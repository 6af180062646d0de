use crate::openings;
use crate::record::{GameOutcome, GameRecord};

use std::fmt;

/// Side the tracked player held, matched case-insensitively against the
/// White and Black headers. `Unknown` when neither header matches.
#[derive(Debug, Clone, Copy, PartialEq, Eq)]
pub enum ColorPlayed {
    White,
    Black,
    Unknown,
}

impl ColorPlayed {
    pub fn derive(record: &GameRecord, username: &str) -> Self {
        let matches = |header: &Option<String>| {
            header
                .as_deref()
                .is_some_and(|name| name.eq_ignore_ascii_case(username))
        };

        if matches(&record.white) {
            ColorPlayed::White
        } else if matches(&record.black) {
            ColorPlayed::Black
        } else {
            ColorPlayed::Unknown
        }
    }
}

impl fmt::Display for ColorPlayed {
    fn fmt(&self, f: &mut fmt::Formatter<'_>) -> fmt::Result {
        f.write_str(match self {
            ColorPlayed::White => "White",
            ColorPlayed::Black => "Black",
            ColorPlayed::Unknown => "Unknown",
        })
    }
}

/// Game length bucket over full-move counts: `< 20` Quick, `20..=40`
/// Medium, `> 40` Long.
#[derive(Debug, Clone, Copy, PartialEq, Eq)]
pub enum GameLength {
    Quick,
    Medium,
    Long,
}

impl GameLength {
    pub fn classify(move_count: u32) -> Self {
        match move_count {
            0..20 => GameLength::Quick,
            20..=40 => GameLength::Medium,
            _ => GameLength::Long,
        }
    }
}

impl fmt::Display for GameLength {
    fn fmt(&self, f: &mut fmt::Formatter<'_>) -> fmt::Result {
        f.write_str(match self {
            GameLength::Quick => "Quick",
            GameLength::Medium => "Medium",
            GameLength::Long => "Long",
        })
    }
}

/// How hard a lost game was fought, bucketed by full-move count: `< 15`
/// Quick, `15..=29` Standard, `>= 30` Well-Fought. Loss games only.
#[derive(Debug, Clone, Copy, PartialEq, Eq)]
pub enum LossQuality {
    Quick,
    Standard,
    WellFought,
}

impl LossQuality {
    pub fn classify(outcome: Option<GameOutcome>, move_count: u32) -> Option<Self> {
        if outcome != Some(GameOutcome::Loss) {
            return None;
        }
        Some(match move_count {
            0..15 => LossQuality::Quick,
            15..30 => LossQuality::Standard,
            _ => LossQuality::WellFought,
        })
    }
}

impl fmt::Display for LossQuality {
    fn fmt(&self, f: &mut fmt::Formatter<'_>) -> fmt::Result {
        f.write_str(match self {
            LossQuality::Quick => "Quick Loss",
            LossQuality::Standard => "Standard Loss",
            LossQuality::WellFought => "Well-Fought Loss",
        })
    }
}

/// Categorized reason the game ended, from substring-matching the
/// free-text Termination header.
#[derive(Debug, Clone, Copy, PartialEq, Eq)]
pub enum Termination {
    Checkmate,
    Resignation,
    Timeout,
    Abandoned,
    DrawAgreement,
    DrawRepetition,
    Stalemate,
    InsufficientMaterial,
    Other,
    Unknown,
}

impl Termination {
    pub fn classify(raw: Option<&str>) -> Self {
        let Some(text) = raw.map(str::trim).filter(|s| !s.is_empty()) else {
            return Termination::Unknown;
        };
        let text = text.to_lowercase();

        // "timeout vs insufficient material" must land on Timeout, so the
        // timeout check comes first.
        if text.contains("checkmate") {
            Termination::Checkmate
        } else if text.contains("resignation") {
            Termination::Resignation
        } else if text.contains("timeout") {
            Termination::Timeout
        } else if text.contains("abandoned") {
            Termination::Abandoned
        } else if text.contains("agreement") {
            Termination::DrawAgreement
        } else if text.contains("repetition") {
            Termination::DrawRepetition
        } else if text.contains("stalemate") {
            Termination::Stalemate
        } else if text.contains("insufficient") {
            Termination::InsufficientMaterial
        } else {
            Termination::Other
        }
    }
}

impl fmt::Display for Termination {
    fn fmt(&self, f: &mut fmt::Formatter<'_>) -> fmt::Result {
        f.write_str(match self {
            Termination::Checkmate => "Checkmate",
            Termination::Resignation => "Resignation",
            Termination::Timeout => "Timeout",
            Termination::Abandoned => "Abandoned",
            Termination::DrawAgreement => "Draw by Agreement",
            Termination::DrawRepetition => "Draw by Repetition",
            Termination::Stalemate => "Stalemate",
            Termination::InsufficientMaterial => "Insufficient Material",
            Termination::Other => "Other",
            Termination::Unknown => "Unknown",
        })
    }
}

/// Opponent Elo minus the tracked player's Elo. Needs both ratings and a
/// known color, otherwise the orientation is undefined.
pub fn rating_diff(record: &GameRecord, color: ColorPlayed) -> Option<i32> {
    let white = record.white_elo? as i32;
    let black = record.black_elo? as i32;
    match color {
        ColorPlayed::White => Some(black - white),
        ColorPlayed::Black => Some(white - black),
        ColorPlayed::Unknown => None,
    }
}

/// One report row: derived features plus the raw header passthrough.
#[derive(Debug, Clone)]
pub struct FeatureRow {
    pub filename: String,
    pub folder: String,
    pub color: ColorPlayed,
    pub rating_diff: Option<i32>,
    pub game_length: GameLength,
    pub opening_name: &'static str,
    pub loss_quality: Option<LossQuality>,
    pub termination_type: Termination,
    pub record: GameRecord,
}

pub const CSV_HEADERS: [&str; 22] = [
    "Filename",
    "Folder",
    "ColorPlayed",
    "RatingDiff",
    "MoveCount",
    "GameLength",
    "OpeningName",
    "LossQuality",
    "TerminationType",
    "Event",
    "Site",
    "Date",
    "White",
    "Black",
    "Result",
    "WhiteElo",
    "BlackElo",
    "TimeControl",
    "ECO",
    "Termination",
    "Link",
    "ParseError",
];

impl FeatureRow {
    /// Derives every feature from one stored record. Pure in the record,
    /// its folder, and the tracked handle.
    pub fn derive(filename: String, folder: String, record: GameRecord, username: &str) -> Self {
        let outcome = GameOutcome::from_folder_name(&folder);
        let color = ColorPlayed::derive(&record, username);

        Self {
            filename,
            color,
            rating_diff: rating_diff(&record, color),
            game_length: GameLength::classify(record.move_count),
            opening_name: openings::opening_name(record.eco.as_deref()),
            loss_quality: LossQuality::classify(outcome, record.move_count),
            termination_type: Termination::classify(record.termination.as_deref()),
            folder,
            record,
        }
    }

    /// Renders the row in `CSV_HEADERS` order; absent values become
    /// empty cells.
    pub fn csv_record(&self) -> Vec<String> {
        fn opt_str(value: &Option<String>) -> String {
            value.clone().unwrap_or_default()
        }
        fn opt_display<T: fmt::Display>(value: &Option<T>) -> String {
            value.as_ref().map(T::to_string).unwrap_or_default()
        }

        vec![
            self.filename.clone(),
            self.folder.clone(),
            self.color.to_string(),
            opt_display(&self.rating_diff),
            self.record.move_count.to_string(),
            self.game_length.to_string(),
            self.opening_name.to_string(),
            opt_display(&self.loss_quality),
            self.termination_type.to_string(),
            opt_str(&self.record.event),
            opt_str(&self.record.site),
            opt_str(&self.record.date),
            opt_str(&self.record.white),
            opt_str(&self.record.black),
            opt_str(&self.record.result),
            opt_display(&self.record.white_elo),
            opt_display(&self.record.black_elo),
            opt_str(&self.record.time_control),
            opt_str(&self.record.eco),
            opt_str(&self.record.termination),
            opt_str(&self.record.link),
            opt_str(&self.record.parse_error),
        ]
    }
}
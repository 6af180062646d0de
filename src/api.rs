//! Chess.com public API client (archives + monthly games endpoints).

use crate::record::GameOutcome;

use anyhow::{Context, Result};
use log::warn;
use serde::Deserialize;
use std::time::Duration;

pub const API_BASE: &str = "https://api.chess.com/pub";
const USER_AGENT: &str = "chess-analytics/0.3";
const REQUEST_TIMEOUT: Duration = Duration::from_secs(10);

#[derive(Deserialize, Debug)]
struct ArchivesResponse {
    #[serde(default)]
    archives: Vec<String>,
}

#[derive(Deserialize, Debug)]
struct MonthlyGamesResponse {
    // Kept as raw values so one malformed game skips, not the month.
    #[serde(default)]
    games: Vec<serde_json::Value>,
}

/// One finished game as returned by the monthly archive endpoint.
#[derive(Deserialize, Debug, Clone)]
pub struct ApiGame {
    #[serde(default)]
    pub url: String,
    pub pgn: Option<String>,
    #[serde(default)]
    pub time_class: String,
    #[serde(default)]
    pub end_time: u64,
    pub white: PlayerSide,
    pub black: PlayerSide,
}

#[derive(Deserialize, Debug, Clone)]
pub struct PlayerSide {
    pub username: String,
    pub result: String,
}

impl ApiGame {
    fn from_value(value: serde_json::Value) -> Option<Self> {
        match serde_json::from_value::<ApiGame>(value) {
            Ok(game) => Some(game),
            Err(e) => {
                warn!("Skipping malformed game entry: {e}");
                None
            }
        }
    }

    /// Trailing segment of the game URL, used in the stored filename.
    pub fn game_id(&self) -> &str {
        self.url
            .rsplit('/')
            .next()
            .filter(|id| !id.is_empty())
            .unwrap_or("unknown_id")
    }

    /// Outcome from the tracked player's side of the result codes, or
    /// `None` when neither side matches the handle.
    pub fn outcome_for(&self, username: &str) -> Option<GameOutcome> {
        let side = if self.white.username.eq_ignore_ascii_case(username) {
            &self.white
        } else if self.black.username.eq_ignore_ascii_case(username) {
            &self.black
        } else {
            warn!(
                "Neither side of game {} matches handle '{}', skipping",
                self.url, username
            );
            return None;
        };

        Some(GameOutcome::from_api_result(&side.result, &self.url))
    }
}

/// Blocking client for the public game archive. One instance per run.
pub struct ArchiveClient {
    http: reqwest::blocking::Client,
    base: String,
}

impl ArchiveClient {
    pub fn new() -> Result<Self> {
        let http = reqwest::blocking::Client::builder()
            .user_agent(USER_AGENT)
            .timeout(REQUEST_TIMEOUT)
            .build()
            .context("Failed to build HTTP client")?;
        Ok(Self {
            http,
            base: API_BASE.to_string(),
        })
    }

    /// Monthly archive URLs for a player, oldest first.
    pub fn archives(&self, username: &str) -> Result<Vec<String>> {
        let url = format!("{}/player/{}/games/archives", self.base, username);
        let response = self
            .http
            .get(&url)
            .send()
            .with_context(|| format!("Failed to fetch archives for '{username}'"))?
            .error_for_status()
            .with_context(|| format!("Archive list request for '{username}' was rejected"))?;

        let parsed: ArchivesResponse = response
            .json()
            .context("Failed to decode archives response")?;
        Ok(parsed.archives)
    }

    /// Games in one monthly archive. Malformed entries are skipped with a
    /// warning; transport and decode failures are fatal.
    pub fn monthly_games(&self, archive_url: &str) -> Result<Vec<ApiGame>> {
        let response = self
            .http
            .get(archive_url)
            .send()
            .with_context(|| format!("Failed to fetch games from {archive_url}"))?
            .error_for_status()
            .with_context(|| format!("Archive request {archive_url} was rejected"))?;

        let parsed: MonthlyGamesResponse = response
            .json()
            .with_context(|| format!("Failed to decode games from {archive_url}"))?;

        Ok(parsed
            .games
            .into_iter()
            .filter_map(ApiGame::from_value)
            .collect())
    }
}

PROBLEM DETAILS:
Every line of the entries above that holds "LossQuality" should be copied out.

OUTPUT FOR THIS TASK:
pub enum LossQuality {
impl LossQuality {
            0..15 => LossQuality::Quick,
            15..30 => LossQuality::Standard,
            _ => LossQuality::WellFought,
impl fmt::Display for LossQuality {
            LossQuality::Quick => "Quick Loss",
            LossQuality::Standard => "Standard Loss",
            LossQuality::WellFought => "Well-Fought Loss",
    pub loss_quality: Option<LossQuality>,
    "LossQuality",
            loss_quality: LossQuality::classify(outcome, record.move_count),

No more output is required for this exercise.